Pro Audio Converter Help Guides and reference for batch audio conversion on macOS
Help topics AAC

AAC

The MPEG-4 successor to MP3 — better sound at similar bitrates, with three available variants.

Pro Audio Converter can convert audio files to and from AAC (.m4a, .aac).

Advanced Audio Coding (AAC) is a standardized, lossy compression and encoding scheme for digital audio. Designed as the MPEG-4 successor to MP3, AAC generally achieves better sound quality than MP3 at similar bitrates. AAC is also the default or standard audio format for iPhone, iPod, iPad, and Apple Music. Pro Audio Converter offers the following AAC variants:

AAC — Produces the most common AAC LC (Low Complexity) audio format. This is the format you get when purchasing or exporting music from Apple Music or iTunes or QuickTime.
MPEG 4 High Efficiency AAC — AAC HE (High Efficiency) is an extension of Low Complexity AAC (AAC LC), optimized for low-bitrate applications such as streaming audio. AAC-HE streams are compatible with AAC-LC decoders.
MPEG 4 Low Delay AAC — AAC LD (Low Delay) is optimized for playback latency and is often used for real-time applications like telephony or conferencing (for example, iChat).

Encoding Options

Sample Rate — The number of samples of audio carried per second, measured in Hz or kHz (1000 Hz). 44.1 kHz is the sampling rate of audio CDs and 48.0 kHz is commonly used for professional video. Higher sample rates result in higher quality audio with larger file sizes. Setting this to Auto creates an output file with the same sample rate as the input file. If the output file does not support the sample rate of the input file, Pro Audio Converter uses the greatest sample rate that is supported.
Bitrate Mode

Constant Bitrate (CBR) — Uses the same number of bits for every frame. Whether the passage is difficult or easy to encode, the encoder uses the same number of bits, so AAC quality is variable; complex parts are of lower quality than easy ones. The advantage is that the final file size won't change and can be accurately predicted.

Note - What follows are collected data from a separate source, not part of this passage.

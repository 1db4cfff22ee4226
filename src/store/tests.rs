//! Block Storage Tests
//!
//! Covers the local file-backed store (round trips, padding, accounting,
//! directory scanning) and the remote proxy speaking to a registered store
//! over a real RPC connection.

use super::{BlockStore, FileBlockStore, RemoteBlockStore, register_block_store};
use crate::rpc::{RpcClient, RpcServer};
use std::sync::Arc;
use tempfile::TempDir;

fn open_store(dir: &TempDir, block_size: u64) -> Arc<FileBlockStore> {
    Arc::new(FileBlockStore::open(dir.path(), block_size).expect("open store"))
}

// ============================================================
// LOCAL FILE STORE
// ============================================================

#[tokio::test]
async fn block_round_trip() {
    let dir = TempDir::new().unwrap();
    let store = open_store(&dir, 16);

    assert!(store.put("apple", b"apple").await);
    let block = store.get("apple").await.expect("block present");
    assert_eq!(block.len(), 16, "short payloads are padded to the block size");
    assert!(block.starts_with(b"apple"));
    assert_eq!(&block[5..], &[0u8; 11], "padding is zeroed");
    assert!(store.bloom_filter().may_contain("apple"));

    assert!(store.remove("apple").await);
    assert_eq!(store.get("apple").await, None);
    assert!(
        !store.bloom_filter().may_contain("apple"),
        "the filter is regenerated from the directory after a removal"
    );
}

#[tokio::test]
async fn oversized_block_is_rejected() {
    let dir = TempDir::new().unwrap();
    let store = open_store(&dir, 16);

    assert!(!store.put("big", &[0u8; 17]).await);
    assert_eq!(store.get("big").await, None);
    assert_eq!(store.num_used_blocks(), 0);
}

#[tokio::test]
async fn invalid_keys_are_rejected() {
    let dir = TempDir::new().unwrap();
    let store = open_store(&dir, 16);

    assert!(!store.put("", b"x").await);
    assert!(!store.put(".hidden", b"x").await);
    assert!(!store.put("a/b", b"x").await);
    assert_eq!(store.get(".hidden").await, None);
}

#[tokio::test]
async fn counters_track_puts_and_removes() {
    let dir = TempDir::new().unwrap();
    let store = open_store(&dir, 16);

    let free_before = store.num_free_blocks();
    assert!(free_before > 0, "a temp dir should have free space");

    assert!(store.put("one", b"1").await);
    assert!(store.put("two", b"2").await);
    assert_eq!(store.num_used_blocks(), 2);
    assert_eq!(store.num_free_blocks(), free_before - 2);

    // Overwriting an existing key must not double-count it.
    assert!(store.put("one", b"1b").await);
    assert_eq!(store.num_used_blocks(), 2);

    assert!(store.remove("one").await);
    assert_eq!(store.num_used_blocks(), 1);
    assert!(store.has_block("two"));
    assert!(!store.has_block("one"));
}

#[tokio::test]
async fn open_rescans_existing_directory() {
    let dir = TempDir::new().unwrap();
    {
        let store = open_store(&dir, 16);
        assert!(store.put("persisted", b"data").await);
    }

    let reopened = open_store(&dir, 16);
    assert_eq!(reopened.num_used_blocks(), 1);
    assert!(reopened.has_block("persisted"));
    assert!(reopened.bloom_filter().may_contain("persisted"));
    assert_eq!(
        reopened.get("persisted").await.map(|b| b.len()),
        Some(16)
    );
}

#[tokio::test]
async fn next_sweeps_keys_and_rewinds() {
    let dir = TempDir::new().unwrap();
    let store = open_store(&dir, 16);
    assert!(store.put("a", b"a").await);
    assert!(store.put("b", b"b").await);
    assert!(store.put("c", b"c").await);

    // A dotfile and a subdirectory must be invisible to the scan.
    std::fs::write(dir.path().join(".marker"), b"x").unwrap();
    std::fs::create_dir(dir.path().join("subdir")).unwrap();

    let mut seen = Vec::new();
    while let Some(key) = store.next() {
        seen.push(key);
    }
    seen.sort();
    assert_eq!(seen, vec!["a", "b", "c"]);

    // The cursor rewound; a second sweep sees the same keys.
    let mut second = Vec::new();
    while let Some(key) = store.next() {
        second.push(key);
    }
    assert_eq!(second.len(), 3);
}

#[tokio::test]
async fn remove_missing_block_fails() {
    let dir = TempDir::new().unwrap();
    let store = open_store(&dir, 16);
    assert!(!store.remove("ghost").await);
}

// ============================================================
// REMOTE PROXY
// ============================================================

async fn remote_fixture(block_size: u64) -> (Arc<RpcServer>, TempDir, Arc<FileBlockStore>, RemoteBlockStore)
{
    let server = RpcServer::bind("127.0.0.1", 0).await.unwrap();
    let dir = TempDir::new().unwrap();
    let store = open_store(&dir, block_size);
    register_block_store(&server, store.clone(), 7);
    server.start();

    let client = RpcClient::connect("127.0.0.1", server.port()).await.unwrap();
    client.start();
    let remote = RemoteBlockStore::new(client, 7);
    (server, dir, store, remote)
}

#[tokio::test]
async fn remote_store_round_trip() {
    let (_server, _dir, local, remote) = remote_fixture(32).await;

    assert!(remote.put_block("apple", b"apple".to_vec()).await);
    assert!(local.has_block("apple"), "the write landed on the backing store");

    let block = remote.get_block("apple").await.expect("block present");
    assert_eq!(block.len(), 32);
    assert!(block.starts_with(b"apple"));

    assert!(remote.remove_block("apple").await);
    assert_eq!(
        remote.get_block("apple").await,
        None,
        "an empty blob decodes as not-found"
    );
}

#[tokio::test]
async fn remote_store_metadata() {
    let (_server, _dir, local, remote) = remote_fixture(64).await;

    assert_eq!(remote.block_size().await, 64);
    assert_eq!(remote.num_total_blocks().await, local.num_total_blocks());

    assert!(remote.put_block("x", b"x".to_vec()).await);
    assert_eq!(remote.num_free_blocks().await, local.num_free_blocks());
}

#[tokio::test]
async fn remote_bloomfilter_matches_local() {
    let (_server, _dir, local, remote) = remote_fixture(32).await;

    assert!(remote.put_block("apple", b"apple".to_vec()).await);
    assert!(remote.put_block("banana", b"banana".to_vec()).await);

    let filter = remote.bloomfilter().await;
    assert_eq!(filter, local.bloom_filter());
    assert!(filter.may_contain("apple"));
    assert!(filter.may_contain("banana"));
}

#[tokio::test]
async fn dead_peer_reads_as_empty_full_store() {
    let (server, _dir, _local, remote) = remote_fixture(32).await;
    assert!(remote.put_block("apple", b"apple".to_vec()).await);

    server.shutdown();
    tokio::time::sleep(std::time::Duration::from_millis(100)).await;

    assert_eq!(remote.get_block("apple").await, None);
    assert!(!remote.put_block("pear", b"pear".to_vec()).await);
    assert_eq!(remote.num_free_blocks().await, 0);
    assert!(!remote.bloomfilter().await.may_contain("apple"));
}
use std::future::Future;
use std::pin::Pin;

/// A typed RPC method of 0..=5 positional arguments.
///
/// Implemented for async functions and closures; `Args` is the tuple of
/// argument types, which travels on the wire as one encoded tuple blob. The
/// server decodes the blob, invokes the method, and encodes the returned value
/// into the response envelope.
pub trait RpcMethod<Args, Ret>: Send + Sync + 'static {
    fn invoke(&self, args: Args) -> Pin<Box<dyn Future<Output = Ret> + Send>>;
}

macro_rules! impl_rpc_method {
    ($($arg:ident),*) => {
        impl<Func, Fut, Ret, $($arg),*> RpcMethod<($($arg,)*), Ret> for Func
        where
            Func: Fn($($arg),*) -> Fut + Send + Sync + 'static,
            Fut: Future<Output = Ret> + Send + 'static,
            $($arg: Send + 'static,)*
        {
            #[allow(non_snake_case)]
            fn invoke(&self, ($($arg,)*): ($($arg,)*)) -> Pin<Box<dyn Future<Output = Ret> + Send>> {
                Box::pin((self)($($arg),*))
            }
        }
    };
}

impl_rpc_method!();
impl_rpc_method!(A0);
impl_rpc_method!(A0, A1);
impl_rpc_method!(A0, A1, A2);
impl_rpc_method!(A0, A1, A2, A3);
impl_rpc_method!(A0, A1, A2, A3, A4);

Variable Bit Rate (VBR) — You choose the desired quality on a scale from 1 (lowest quality / highest distortion) to 10 (highest quality / lowest distortion). The encoder tries to maintain the given quality throughout by choosing the optimal number of bits for each part of the music. You control quality directly, but file size is unpredictable.

Average Bit Rate (ABR) — You choose a target bitrate, and the encoder tries to maintain that as an average while using higher bitrates for passages that need more bits. Higher quality than CBR at a predictable average file size. This is the default and recommended mode for encoding AAC.

Variable Bit Rate Constrained — Similar to VBR but limits the average bit rate variation. The lower limit is the user-selected bit rate; the higher bit rate adapts for difficult tracks and can produce larger files than ABR. Recommended as a compromise between VBR and ABR.

Bitrate — The number of binary values used to encode each second of audio. 128 kbps (kilobits per second) = 128,000 bits per second. This bitrate is shared across all simultaneous audio channels. Guide values:
  • <64 kbps — average to low quality. Some audible degradation. Acceptable for non-critical streaming.
  • 64–96 kbps — good quality. No noticeable compression artefacts. Fine for most vocal uses.
  • 128–160 kbps — high quality. Transparent to most listeners. Suitable for music and sensitive audio.
  • 160 kbps and up — indistinguishable from the original to most listeners.
Channels — The number of audio channels in the output file. Auto attempts to match the input file's channel count. You can also force Stereo (2 channels) or Mono (1 channel).
QualityGood is optimized for the fastest encoding. Choose Better or Best (optimal for 24-bit sources) for higher quality. The tradeoff is between encoding speed and audio quality.